La recherche permanente du conflit dans le mobbing n'est pas innocente. Elle poursuit un but précis: l'agresseur tente de masquer ses difficultés personnelles, qui l'empêchent de fonctionner de façon efficace dans son environnement professionnel. Il projette ses inadéquations sur ses victimes, en les harcelant, rendant celles-ci responsables de ses propres dysfonctionnements. Les équilibres à trouver sont cependant fragiles. L'agresseur ne peut dépasser certaines limites, sans cela il mettrait en danger son avenir professionnel. Il se voit dans l'obligation de modérer l'intensité de sa violence dans le but de la dissimuler, tout en la répétant de façon suffisamment fréquente pour profiter des effets de stimulation interne qu'il recherche.
L'agresseur, dans le mobbing professionnel, donne l'illusion d'accepter les règles en vigueur sur son lieu de travail. Il les manipule en réalité adroitement afin d'éviter les instruments de répression de la collectivité et de garantir son statut social. Bien qu'extrêmement néfastes pour les victimes, le mobbing reste ainsi souvent dissimulé, confiné à l'intérieur de limites qui permettent à leurs auteurs de compenser leurs inadéquations sans tomber dans la criminalité. Robert Sutton a analysé les stratégies de dissimulation les plus habiles des «sales cons», qui justifient leur violence au nom du bien de l'entreprise. «Les gens qui hurlent, insultent et humilient leurs subordonnés sont faciles à repérer. Les hypocrites, qui sont suffisamment maîtres de leurs émotions pour frapper uniquement lorsqu'ils ne risquent rien, sont plus difficiles à arrêter.»

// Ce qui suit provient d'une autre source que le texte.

impl EspCloudSession {
    fn new() -> Self {
        Self {
            client: Mutex::new(None),
            connection: Mutex::new(None),
            generation: AtomicU64::new(0),
            connected: AtomicBool::new(false),
        }
    }

    fn take_connection(&self) -> Option<(u64, EspMqttConnection)> {
        self.connection.lock().ok()?.take()
    }

    fn is_current(&self, generation: u64) -> bool {
        self.generation.load(Ordering::SeqCst) == generation
    }

    fn mark_connected(&self, generation: u64, connected: bool) {
        if self.is_current(generation) {
            self.connected.store(connected, Ordering::SeqCst);
        }
    }

    fn drop_client(&self) {
        let client = self.client.lock().ok().and_then(|mut client| client.take());
        drop(client);
        if let Ok(mut connection) = self.connection.lock() {
            connection.take();
        }
    }

    fn with_client<T>(
        &self,
        topic: &str,
        op: impl FnOnce(&mut EspMqttClient<'static>) -> T,
    ) -> Result<T, SessionError> {
        let not_connected = || SessionError::NotConnected {
            topic: topic.to_string(),
        };
        let mut client = self.client.lock().map_err(|_| not_connected())?;
        client.as_mut().map(op).ok_or_else(not_connected)
    }
}

impl CloudSession for EspCloudSession {
    fn connect(&self, cloud: &CloudConfig) -> Result<(), SessionError> {
        let connect_error = |reason: String| SessionError::Connect {
            server: cloud.server.clone(),
            port: cloud.port,
            reason,
        };
        self.disconnect();

        let url = format!("mqtt://{}:{}", cloud.server, cloud.port);
        let conf = MqttClientConfiguration {
            client_id: Some(cloud.client_id.as_str()),
            username: (!cloud.token.is_empty()).then_some(cloud.token.as_str()),
            buffer_size: cloud.max_message_size,
            ..Default::default()
        };
        let (client, connection) =
            EspMqttClient::new(&url, &conf).map_err(|err| connect_error(err.to_string()))?;

        let generation = self.generation.fetch_add(1, Ordering::SeqCst) + 1;
        *self
            .client
            .lock()
            .map_err(|_| connect_error("session lock poisoned".to_string()))? = Some(client);
        *self
            .connection
            .lock()
            .map_err(|_| connect_error("session lock poisoned".to_string()))? =
            Some((generation, connection));

        let started = Instant::now();
        while started.elapsed() < MQTT_CONNECT_TIMEOUT {
            if self.is_connected() {
                return Ok(());
            }
            thread::sleep(MQTT_CONNECT_POLL);
        }

        self.disconnect();
        Err(connect_error(format!(
            "no CONNACK within {}s",
            MQTT_CONNECT_TIMEOUT.as_secs()
        )))
    }

    fn disconnect(&self) {
        self.generation.fetch_add(1, Ordering::SeqCst);
        self.connected.store(false, Ordering::SeqCst);
        self.drop_client();
    }

    fn is_connected(&self) -> bool {
        self.connected.load(Ordering::SeqCst)
    }

    fn subscribe(&self, topic_filter: &str) -> Result<(), SessionError> {
        self.with_client(topic_filter, |client| {
            client.subscribe(topic_filter, QoS::AtMostOnce)
        })?
        .map(drop)
        .map_err(|err| SessionError::Subscribe {
            topic: topic_filter.to_string(),
            reason: err.to_string(),
        })
    }

    fn publish(&self, topic: &str, payload: Vec<u8>) -> Result<(), SessionError> {
        self.with_client(topic, |client| {
            client.publish(topic, QoS::AtMostOnce, false, &payload)
        })?
        .map(drop)
        .map_err(|err| SessionError::Publish {
            topic: topic.to_string(),
            reason: err.to_string(),
        })
    }
}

Le caractère secret du mobbing le rend très difficile à supporter pour les victimes, souvent isolées, et qui doivent fréquemment affronter seules des vexations permanentes. L'esquive devient impossible, la conciliation aussi bien que la haine étant non seulement inutiles, mais contreproductives dans les relations avec l'agresseur. En s'efforçant d'apparaître bienveillant avec l'agresseur (conciliation), on ne fait que lui montrer à quel point on lui est supérieur, ce qui réactive sa violence. Quand la haine survient en retour chez l'agressé, remarque d'autre part Marie-France Hirigoyen, « les pervers se réjouissent. Cela les justifie: «Ce n'est pas moi qui le/la hait, c'est lui/elle qui me hait.»

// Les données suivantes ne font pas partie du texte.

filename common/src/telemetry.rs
//! Outbound reporting: sensor telemetry, periodic network attributes and the
//! change-triggered `ledState` echo.

use std::sync::Arc;

use log::{info, warn};

use crate::{
    hal::{AnalogInput, ClimateSensor},
    session::{CloudClient, CloudSession, Link},
    state::SharedState,
    types::{LedStateReport, NetworkAttributes, TelemetryPayload},
};

/// Full scale of the 12-bit light ADC.
const LIGHT_ADC_FULL_SCALE: f32 = 4096.0;

pub fn scale_light(raw: u16) -> f32 {
    f32::from(raw) * 100.0 / LIGHT_ADC_FULL_SCALE
}

#[derive(Debug, Clone, Copy, PartialEq)]
pub enum TelemetryOutcome {
    Published(TelemetryPayload),
    SensorFault,
    PublishFailed,
}

/// Samples the climate sensor and the light input, stores the readings and
/// pushes them as one telemetry message.
pub struct TelemetryWorker<S, C, A> {
    state: Arc<SharedState>,
    cloud: Arc<CloudClient<S>>,
    climate: C,
    light: A,
}

impl<S, C, A> TelemetryWorker<S, C, A>
where
    S: CloudSession,
    C: ClimateSensor,
    A: AnalogInput,
{
    pub fn new(state: Arc<SharedState>, cloud: Arc<CloudClient<S>>, climate: C, light: A) -> Self {
        Self {
            state,
            cloud,
            climate,
            light,
        }
    }

    pub fn tick(&mut self) -> TelemetryOutcome {
        let reading = self.climate.read();
        let light = scale_light(self.light.read_raw());
        self.state.record_climate(reading.temperature, reading.humidity);
        self.state.record_light(light);

        let snapshot = self.state.sensors();
        if !snapshot.climate_valid() {
            warn!("failed to read climate sensor, skipping telemetry");
            return TelemetryOutcome::SensorFault;
        }

        info!(
            "temperature {:.1} C, humidity {:.1} %, light {:.1} lx",
            snapshot.temperature, snapshot.humidity, snapshot.light
        );
        let payload = TelemetryPayload {
            light: snapshot.light,
            temperature: snapshot.temperature,
            humidity: snapshot.humidity,
        };
        match self.cloud.send_telemetry(&payload) {
            Ok(()) => TelemetryOutcome::Published(payload),
            Err(err) => {
                warn!("{err}");
                TelemetryOutcome::PublishFailed
            }
        }
    }
}

/// Pushes the network diagnostics every tick, changed or not.
pub struct AttributeReporter<S, L> {
    cloud: Arc<CloudClient<S>>,
    link: Arc<L>,
}

impl<S: CloudSession, L: Link> AttributeReporter<S, L> {
    pub fn new(cloud: Arc<CloudClient<S>>, link: Arc<L>) -> Self {
        Self { cloud, link }
    }

    pub fn tick(&self) -> bool {
        let attributes = NetworkAttributes::from(self.link.diagnostics());
        match self.cloud.send_attributes(&attributes) {
            Ok(()) => true,
            Err(err) => {
                warn!("{err}");
                false
            }
        }
    }
}

/// Consumes the change flag and echoes the LED output level.
pub struct ChangeReporter<S> {
    state: Arc<SharedState>,
    cloud: Arc<CloudClient<S>>,
}

impl<S: CloudSession> ChangeReporter<S> {
    pub fn new(state: Arc<SharedState>, cloud: Arc<CloudClient<S>>) -> Self {
        Self { state, cloud }
    }

    /// Returns whether a report was attempted. The flag is cleared before the
    /// push, so a change landing during the push is reported next tick.
    pub fn tick(&self) -> bool {
        if !self.state.attributes_changed().take() {
            return false;
        }

        let report = LedStateReport {
            led_state: self.state.led_output(),
        };
        if let Err(err) = self.cloud.send_attributes(&report) {
            warn!("{err}");
        }
        true
    }
}
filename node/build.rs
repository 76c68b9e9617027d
fn main() {
    if std::env::var_os("CARGO_FEATURE_ESP32").is_some() {
        embuild::espidf::sysenv::output();
    }
}
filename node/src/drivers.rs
use std::sync::{Arc, Mutex};

use anyhow::{anyhow, Context};
use esp_idf_hal::{
    adc::{
        attenuation,
        oneshot::{config::AdcChannelConfig, AdcChannelDriver, AdcDriver},
        ADC1,
    },
    delay::{Ets, FreeRtos, BLOCK},
    gpio::{AnyInputPin, AnyOutputPin, Gpio1, Input, Level, Output, PinDriver},
    i2c::I2cDriver,
    ledc::LedcDriver,
    peripheral::Peripheral,
    rmt::RmtChannel,
};
use log::warn;
use smart_leds::{SmartLedsWrite, RGB8};
use ws2812_esp32_rmt_driver::Ws2812Esp32Rmt;

use yolo_common::{
    dht20,
    hal::{
        AnalogInput, CharacterDisplay, ClimateReading, ClimateSensor, HalError, LedPin,
        MotionSensor, PixelStrip, PwmOutput, Rgb,
    },
};

pub type SharedI2c = Arc<Mutex<I2cDriver<'static>>>;

fn with_bus<T>(
    bus: &SharedI2c,
    device: &'static str,
    op: impl FnOnce(&mut I2cDriver<'static>) -> Result<T, esp_idf_svc::sys::EspError>,
) -> Result<T, HalError> {
    let mut driver = bus
        .lock()
        .map_err(|_| HalError::new(device, "i2c bus lock poisoned"))?;
    op(&mut driver).map_err(|err| HalError::new(device, err.to_string()))
}

pub struct Dht20 {
    bus: SharedI2c,
}

impl Dht20 {
    pub fn new(bus: SharedI2c) -> Self {
        Self { bus }
    }

    fn measure(&mut self) -> Result<ClimateReading, HalError> {
        with_bus(&self.bus, "dht20", |i2c| {
            i2c.write(dht20::ADDRESS, &dht20::TRIGGER_MEASUREMENT, BLOCK)
        })?;
        FreeRtos::delay_ms(dht20::MEASUREMENT_DELAY_MS);

        let mut frame = [0_u8; dht20::FRAME_LEN];
        with_bus(&self.bus, "dht20", |i2c| {
            i2c.read(dht20::ADDRESS, &mut frame, BLOCK)
        })?;
        dht20::decode(&frame).map_err(|err| HalError::new("dht20", err.to_string()))
    }
}

impl ClimateSensor for Dht20 {
    fn read(&mut self) -> ClimateReading {
        self.measure().unwrap_or_else(|err| {
            warn!("{err}");
            ClimateReading::FAILED
        })
    }
}

const LCD_RS: u8 = 0x01;
const LCD_ENABLE: u8 = 0x04;
const LCD_BACKLIGHT: u8 = 0x08;
const LCD_ROW_OFFSETS: [u8; 2] = [0x00, 0x40];

/// HD44780 in 4-bit mode behind a PCF8574 expander.
pub struct Hd44780 {
    bus: SharedI2c,
    address: u8,
}

impl Hd44780 {
    pub fn new(bus: SharedI2c, address: u8) -> anyhow::Result<Self> {
        let mut lcd = Self { bus, address };
        FreeRtos::delay_ms(50);
        for wait_us in [4_500, 4_500, 150] {
            lcd.write_nibble(0x30, 0)?;
            Ets::delay_us(wait_us);
        }
        lcd.write_nibble(0x20, 0)?;
        // Two lines, 5x8 font; display on, cursor off; left-to-right entry.
        for command in [0x28, 0x0C, 0x06] {
            lcd.command(command)?;
        }
        lcd.clear().context("failed to clear lcd")?;
        Ok(lcd)
    }

    fn expander_write(&mut self, value: u8) -> Result<(), HalError> {
        let address = self.address;
        with_bus(&self.bus, "lcd", |i2c| {
            i2c.write(address, &[value | LCD_BACKLIGHT], BLOCK)
        })
    }

    fn write_nibble(&mut self, nibble: u8, mode: u8) -> Result<(), HalError> {
        let value = (nibble & 0xF0) | mode;
        self.expander_write(value | LCD_ENABLE)?;
        Ets::delay_us(1);
        self.expander_write(value & !LCD_ENABLE)?;
        Ets::delay_us(50);
        Ok(())
    }

    fn send(&mut self, byte: u8, mode: u8) -> Result<(), HalError> {
        self.write_nibble(byte & 0xF0, mode)?;
        self.write_nibble(byte << 4, mode)
    }

    fn command(&mut self, command: u8) -> Result<(), HalError> {
        self.send(command, 0)
    }
}

impl CharacterDisplay for Hd44780 {
    fn clear(&mut self) -> Result<(), HalError> {
        self.command(0x01)?;
        FreeRtos::delay_ms(2);
        Ok(())
    }

    fn write_row(&mut self, row: u8, text: &str) -> Result<(), HalError> {
        let offset = LCD_ROW_OFFSETS
            .get(usize::from(row))
            .ok_or_else(|| HalError::new("lcd", format!("no row {row}")))?;
        self.command(0x80 | offset)?;
        for ch in text.chars() {
            let byte = if ch.is_ascii() { ch as u8 } else { b'?' };
            self.send(byte, LCD_RS)?;
        }
        Ok(())
    }
}

pub struct Ws2812 {
    driver: Ws2812Esp32Rmt<'static>,
    pixels: Vec<RGB8>,
}

impl Ws2812 {
    pub fn new<C: RmtChannel>(
        channel: impl Peripheral<P = C> + 'static,
        pin: AnyOutputPin,
        len: usize,
    ) -> anyhow::Result<Self> {
        let driver = Ws2812Esp32Rmt::new(channel, pin)
            .map_err(|err| anyhow!("failed to init ws2812 driver: {err:?}"))?;
        Ok(Self {
            driver,
            pixels: vec![RGB8::default(); len],
        })
    }
}

impl PixelStrip for Ws2812 {
    fn len(&self) -> usize {
        self.pixels.len()
    }

    fn set_pixel(&mut self, index: usize, color: Rgb) {
        if let Some(pixel) = self.pixels.get_mut(index) {
            *pixel = RGB8::new(color.r, color.g, color.b);
        }
    }

    fn show(&mut self) -> Result<(), HalError> {
        self.driver
            .write(self.pixels.iter().copied())
            .map_err(|err| HalError::new("strip", format!("{err:?}")))
    }
}

/// Fan on an 8-bit LEDC channel.
pub struct LedcFan(pub LedcDriver<'static>);

impl PwmOutput for LedcFan {
    fn set_duty(&mut self, duty: u8) -> Result<(), HalError> {
        self.0
            .set_duty(u32::from(duty))
            .map_err(|err| HalError::new("fan", err.to_string()))
    }
}

/// Light sensor on GPIO1 (ADC1 channel 0).
pub struct LightAdc {
    channel: AdcChannelDriver<'static, Gpio1, AdcDriver<'static, ADC1>>,
}

impl LightAdc {
    pub fn new(adc: AdcDriver<'static, ADC1>, pin: Gpio1) -> anyhow::Result<Self> {
        let config = AdcChannelConfig {
            attenuation: attenuation::DB_11,
            ..Default::default()
        };
        Ok(Self {
            channel: AdcChannelDriver::new(adc, pin, &config)?,
        })
    }
}

impl AnalogInput for LightAdc {
    fn read_raw(&mut self) -> u16 {
        self.channel.read_raw().unwrap_or_else(|err| {
            warn!("light adc read failed: {err}");
            0
        })
    }
}

pub struct PirSensor(pub PinDriver<'static, AnyInputPin, Input>);

impl MotionSensor for PirSensor {
    fn motion_detected(&mut self) -> bool {
        self.0.is_high()
    }
}

pub struct GpioLed(pub Mutex<PinDriver<'static, AnyOutputPin, Output>>);

impl LedPin for GpioLed {
    fn set_level(&self, on: bool) -> Result<(), HalError> {
        let mut pin = self
            .0
            .lock()
            .map_err(|_| HalError::new("led", "pin lock poisoned"))?;
        pin.set_level(Level::from(on))
            .map_err(|err| HalError::new("led", err.to_string()))
    }
}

Que faire pour diminuer ces actes de violence sur le lieu de travail? L'agent du FBI John Douglas encourage la communication institutionnelle afin de permettre aux employés de ventiler leurs humiliations. «Une mesure efficace que peuvent prendre les compagnies consiste à mettre à disposition des ressources pour les employés lorsqu'ils ont besoin d'aide. Ils doivent savoir que ces ressources existent, et que cela ne sera pas retenu contre eux s'ils les utilisent. De nombreux conflits peuvent être résolus avant qu'ils n'atteignent un seuil critique si l'employé sait qu'il a une alternative, et qu'il peut communiquer ses difficultés. Avec une telle structure, il sait qu'il pourra trouver aide et réconfort.»

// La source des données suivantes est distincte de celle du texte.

use serde::{Deserialize, Serialize};

use crate::lcd::LCD_COLUMNS;

#[derive(Debug, Clone, Default, PartialEq, Serialize, Deserialize)]
pub struct NetworkConfig {
    pub wifi_ssid: String,
    pub wifi_pass: String,
}

#[derive(Debug, Clone, PartialEq, Serialize, Deserialize)]
#[serde(default)]
pub struct CloudConfig {
    pub server: String,
    pub port: u16,
    pub token: String,
    pub client_id: String,
    pub max_message_size: usize,
}

impl Default for CloudConfig {
    fn default() -> Self {
        Self {
            server: "app.coreiot.io".to_string(),
            port: 1883,
            token: String::new(),
            client_id: "yolo-node".to_string(),
            max_message_size: 1024,
        }
    }
}

#[derive(Debug, Clone, PartialEq, Serialize, Deserialize)]
#[serde(default)]
pub struct TaskTimings {
    pub link_check_ms: u64,
    pub link_retry_ms: u64,
    pub session_check_ms: u64,
    pub telemetry_ms: u64,
    pub attributes_ms: u64,
    pub attribute_changes_ms: u64,
    pub session_pump_ms: u64,
    pub light_control_ms: u64,
    pub fan_control_ms: u64,
    pub motion_ms: u64,
    pub lcd_ms: u64,
    pub display_counter_ms: u64,
}

impl Default for TaskTimings {
    fn default() -> Self {
        Self {
            link_check_ms: 30_000,
            link_retry_ms: 500,
            session_check_ms: 1_000,
            telemetry_ms: 2_000,
            attributes_ms: 2_000,
            attribute_changes_ms: 10,
            session_pump_ms: 10,
            light_control_ms: 500,
            fan_control_ms: 500,
            motion_ms: 500,
            lcd_ms: 1_000,
            display_counter_ms: 1_000,
        }
    }
}

#[derive(Debug, Clone, Copy, PartialEq, Eq, Serialize, Deserialize)]
#[serde(rename_all = "snake_case")]
pub enum SessionRecovery {
    /// A failed setup step ends the session worker for good.
    Abandon,
    /// A failed setup is retried with exponential backoff.
    Backoff,
}

#[derive(Debug, Clone, PartialEq, Serialize, Deserialize)]
#[serde(default)]
pub struct SessionConfig {
    pub recovery: SessionRecovery,
    pub initial_backoff_ms: u64,
    pub max_backoff_ms: u64,
}

impl Default for SessionConfig {
    fn default() -> Self {
        Self {
            recovery: SessionRecovery::Backoff,
            initial_backoff_ms: 1_000,
            max_backoff_ms: 60_000,
        }
    }
}

#[derive(Debug, Clone, Copy, PartialEq, Serialize, Deserialize)]
pub struct FanStep {
    pub below_c: f32,
    pub power: u8,
}

#[derive(Debug, Clone, PartialEq, Serialize, Deserialize)]
#[serde(default)]
pub struct ControlConfig {
    pub light_on_below: f32,
    pub light_off_above: f32,
    pub strip_pixels: usize,
    pub fan_steps: Vec<FanStep>,
    pub fan_max_power: u8,
}

impl Default for ControlConfig {
    fn default() -> Self {
        Self {
            light_on_below: 20.0,
            light_off_above: 40.0,
            strip_pixels: 4,
            fan_steps: vec![
                FanStep {
                    below_c: 28.5,
                    power: 0,
                },
                FanStep {
                    below_c: 29.0,
                    power: 80,
                },
                FanStep {
                    below_c: 29.5,
                    power: 120,
                },
                FanStep {
                    below_c: 30.0,
                    power: 160,
                },
                FanStep {
                    below_c: 30.5,
                    power: 200,
                },
            ],
            fan_max_power: 255,
        }
    }
}

#[derive(Debug, Clone, PartialEq, Serialize, Deserialize)]
#[serde(default)]
pub struct LcdConfig {
    pub banner: String,
}

impl Default for LcdConfig {
    fn default() -> Self {
        Self {
            banner: "  HCMUT-IOT-CE  ".to_string(),
        }
    }
}

#[derive(Debug, Clone, PartialEq, Eq, Serialize, Deserialize)]
#[serde(default)]
pub struct PinConfig {
    pub led: i32,
    pub sda: i32,
    pub scl: i32,
    pub light_sensor: i32,
    pub light_strip: i32,
    pub fan: i32,
    pub motion: i32,
    pub display_latch: i32,
    pub display_clock: i32,
    pub display_data: i32,
}

impl Default for PinConfig {
    fn default() -> Self {
        Self {
            led: 48,
            sda: 11,
            scl: 12,
            light_sensor: 1,
            light_strip: 6,
            fan: 8,
            motion: 10,
            display_latch: 38,
            display_clock: 21,
            display_data: 47,
        }
    }
}

#[derive(Debug, Clone, Default, PartialEq, Serialize, Deserialize)]
pub struct RuntimeConfig {
    #[serde(default)]
    pub network: NetworkConfig,
    #[serde(default)]
    pub cloud: CloudConfig,
    #[serde(default)]
    pub tasks: TaskTimings,
    #[serde(default)]
    pub session: SessionConfig,
    #[serde(default)]
    pub control: ControlConfig,
    #[serde(default)]
    pub lcd: LcdConfig,
    #[serde(default)]
    pub pins: PinConfig,
}

impl RuntimeConfig {
    pub fn sanitize(&mut self) {
        self.cloud.sanitize();
        self.tasks.sanitize();
        self.session.sanitize();
        self.control.sanitize();
        self.lcd.sanitize();
    }

    /// Overlays values from the environment-style `lookup` onto the config.
    pub fn apply_overrides(&mut self, lookup: impl Fn(&str) -> Option<String>) {
        if let Some(ssid) = lookup("WIFI_SSID") {
            self.network.wifi_ssid = ssid;
        }
        if let Some(pass) = lookup("WIFI_PASS") {
            self.network.wifi_pass = pass;
        }
        if let Some(host) = lookup("MQTT_HOST") {
            self.cloud.server = host;
        }
        if let Some(port) = lookup("MQTT_PORT").and_then(|value| value.parse::<u16>().ok()) {
            self.cloud.port = port;
        }
        if let Some(token) = lookup("DEVICE_TOKEN") {
            self.cloud.token = token;
        }
        if let Some(client_id) = lookup("MQTT_CLIENT_ID") {
            self.cloud.client_id = client_id;
        }
    }
}

impl CloudConfig {
    pub fn sanitize(&mut self) {
        if self.port == 0 {
            self.port = 1883;
        }
        if self.client_id.trim().is_empty() {
            self.client_id = "yolo-node".to_string();
        }
        self.max_message_size = self.max_message_size.clamp(128, 16 * 1024);
    }
}

impl TaskTimings {
    pub fn sanitize(&mut self) {
        for period in [
            &mut self.link_check_ms,
            &mut self.link_retry_ms,
            &mut self.session_check_ms,
            &mut self.telemetry_ms,
            &mut self.attributes_ms,
            &mut self.attribute_changes_ms,
            &mut self.session_pump_ms,
            &mut self.light_control_ms,
            &mut self.fan_control_ms,
            &mut self.motion_ms,
            &mut self.lcd_ms,
            &mut self.display_counter_ms,
        ] {
            *period = (*period).max(1);
        }
    }
}

impl SessionConfig {
    pub fn sanitize(&mut self) {
        self.initial_backoff_ms = self.initial_backoff_ms.max(1);
        if self.max_backoff_ms < self.initial_backoff_ms {
            self.max_backoff_ms = self.initial_backoff_ms;
        }
    }
}

impl ControlConfig {
    pub fn sanitize(&mut self) {
        if self.light_on_below > self.light_off_above {
            std::mem::swap(&mut self.light_on_below, &mut self.light_off_above);
        }
        self.fan_steps.retain(|step| step.below_c.is_finite());
        self.fan_steps.sort_by(|a, b| a.below_c.total_cmp(&b.below_c));
    }
}

impl LcdConfig {
    pub fn sanitize(&mut self) {
        if self.banner.chars().count() > LCD_COLUMNS {
            self.banner = self.banner.chars().take(LCD_COLUMNS).collect();
        }
    }
}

La communication institutionnelle, pour autant qu'elle soit sincère, permet aux employeurs de dédramatiser les conflits, et aux employés de disposer d'un espace neutre où exposer leurs difficultés personnelles. Elle offre aux individus se sentant humiliés des outils leur donnant les moyens d'éviter les alternatives négatives, la dépression, le ressentiment, ou, dans les cas les plus violents, la vengeance contre les employeurs.